Les systèmes de guerre électronique russes dans le viseur
Les équipements EW — Electronic Warfare — sont des cibles prioritaires pour l’Ukraine. Pourquoi ? Parce qu’ils représentent la principale défense russe contre l’essaim de drones ukrainiens qui harcèle quotidiennement leurs positions. Ces systèmes peuvent brouiller les communications, perturber les signaux GPS, même prendre le contrôle de drones ennemis. Ils coûtent entre cinq et quinze millions de dollars selon les modèles — des investissements massifs que la Russie ne peut pas remplacer facilement sous sanctions. Détruire un système EW, c’est ouvrir une brèche dans le bouclier ennemi. Soudain, toute une zone devient vulnérable aux drones ukrainiens. Les convois logistiques, les positions d’artillerie, les centres de commandement — tout redevient accessible. C’est pour ça que Kiev investit autant d’efforts à les localiser. Et c’est pour ça que chaque soldat russe qui poste une photo près d’un de ces systèmes commet une trahison involontaire mais dévastatrice pour son propre camp.
Le drone FPV, arme démocratique et terrifiante
Les drones utilisés pour ce genre de frappes ne sont pas des Reaper américains à plusieurs millions de dollars. Ce sont souvent des quadricoptères commerciaux modifiés — des modèles qu’on peut acheter sur Amazon pour quelques centaines de dollars — équipés d’explosifs artisanaux ou de grenades militaires. Les Ukrainiens sont devenus des maîtres dans cette improvisation létale.
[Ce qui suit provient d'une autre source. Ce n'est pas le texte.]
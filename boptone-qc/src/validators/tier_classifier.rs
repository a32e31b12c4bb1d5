//! Quality tier classification
//!
//! Pure decision table, evaluated top to bottom:
//! 1. any error → `Rejected`
//! 2. no warnings, lossless, bit depth ≥ 24, sample rate ≥ 96 kHz → `BoptonePremium`
//! 3. no warnings → `DistributionReady`
//! 4. otherwise → `BoptoneOnly`
//!
//! The premium bar needs a technical profile; without one the best possible tier is
//! `DistributionReady`.

use crate::config::AudioLimits;
use crate::types::{AudioTechnicalProfile, QualityTier};

/// Whether the profile clears the hi-res lossless bar
pub fn meets_premium_bar(profile: &AudioTechnicalProfile, limits: &AudioLimits) -> bool {
    profile.is_lossless
        && profile
            .bit_depth
            .map(|bits| bits >= limits.premium_min_bit_depth)
            .unwrap_or(false)
        && profile.sample_rate_hz >= limits.premium_min_sample_rate_hz
}

/// Map issue counts and the profile to a tier
pub fn classify(
    error_count: usize,
    warning_count: usize,
    profile: Option<&AudioTechnicalProfile>,
    limits: &AudioLimits,
) -> QualityTier {
    if error_count > 0 {
        return QualityTier::Rejected;
    }
    if warning_count > 0 {
        return QualityTier::BoptoneOnly;
    }
    match profile {
        Some(profile) if meets_premium_bar(profile, limits) => QualityTier::BoptonePremium,
        _ => QualityTier::DistributionReady,
    }
}
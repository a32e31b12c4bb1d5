//! Validation layer
//!
//! - `rule_engine`: independent checks emitting severity-tagged issues
//! - `tier_classifier`: pure issue-severity → tier decision table
//! - `result_builder`: final report assembly
//! - `cover_art`: sibling validator for the accompanying image

pub mod cover_art;
pub mod result_builder;
pub mod rule_engine;
pub mod tier_classifier;

pub use cover_art::CoverArtValidator;
pub use result_builder::{build_result, describe_profile, dedup_recommendations};
pub use rule_engine::{Findings, RuleEngine};
pub use tier_classifier::{classify, meets_premium_bar};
Des ateliers clandestins assemblent des centaines de ces drones chaque semaine. Des pilotes, souvent de très jeunes hommes ayant grandi avec des jeux vidéo, les contrôlent depuis des positions éloignées via des lunettes FPV — First Person View. Ils voient exactement ce que voit le drone, volent à toute vitesse à quelques mètres du sol pour éviter la détection, puis plongent sur leur cible avec une précision chirurgicale. Le coût d’un tel drone ? Moins de mille dollars tout compris. Le coût du système EW qu’il détruit ? Des millions. C’est l’asymétrie parfaite — et un cauchemar pour les planificateurs militaires russes qui réalisent qu’on ne peut pas gagner une guerre d’attrition économique contre des armes aussi bon marché.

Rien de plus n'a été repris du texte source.